Awesome complex case referred by Dr. Wellish!

– 71 year old male referred for specialty contact lens evaluation.

– History of cataract surgery 20 years ago and the right eye went well, but the left eye suffered complications. There were some corneal and iris issues that took an incredibly long time to heal.

– He suffers from poor vision all around at distance and near with the left eye.

– He has a displaced miotic pupil temporally on the left eye.

– He does have some corneal irregularity in both eyes, according to topography.

– Best corrected vision was 20/50+ in the right eye and 20/80- in the left eye.
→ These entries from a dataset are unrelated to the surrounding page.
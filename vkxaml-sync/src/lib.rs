//! # vkxaml-sync
//!
//! Fetch-and-assemble orchestration and the atomic output writer.
//!
//! Call [`run`] with a [`Fetcher`] to obtain the four generated dictionaries,
//! then [`write_outputs`] to place them on disk.

pub mod error;
pub mod fetch;
pub mod pipeline;
pub mod progress;
pub mod writer;

pub use error::{FetchError, SyncError};
pub use fetch::{is_not_found, DirFetcher, Fetcher, HttpFetcher};
pub use pipeline::{run, GeneratedFiles, RunOptions};
pub use progress::{CancelToken, ProgressEvent, ProgressLevel, ProgressListener};
pub use writer::{write_outputs, WriteResult};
– I put a scleral lens trial on both eyes, just to see if he appreciated the improvement in vision in either eye. The plan was to show him the vision potential in each eye to see if it was worth it to pursue the fitting process.

– For the right eye, we fit him with an Ampleye/4800/ 16.50/8.04 BC and with an over-refraction, he could achieve 20/20 vision!

– For the left eye, we opted for the EyePrint Prosthetic and David from the lab helped me design the lens. The pupil is off axis about 1.36mm temporally and 5 degrees, so we are going to decenter the optics to center over his displaced pupil. With an over-refraction and eccentric viewing, he was able to see 20/25!

– He was thrilled and wanted to order lenses for both eyes.

– Ordered both lenses today, and we are super excited to see how he does at his dispense!

– Thank you @wellishvisioninstitute for trusting me with this very special patient!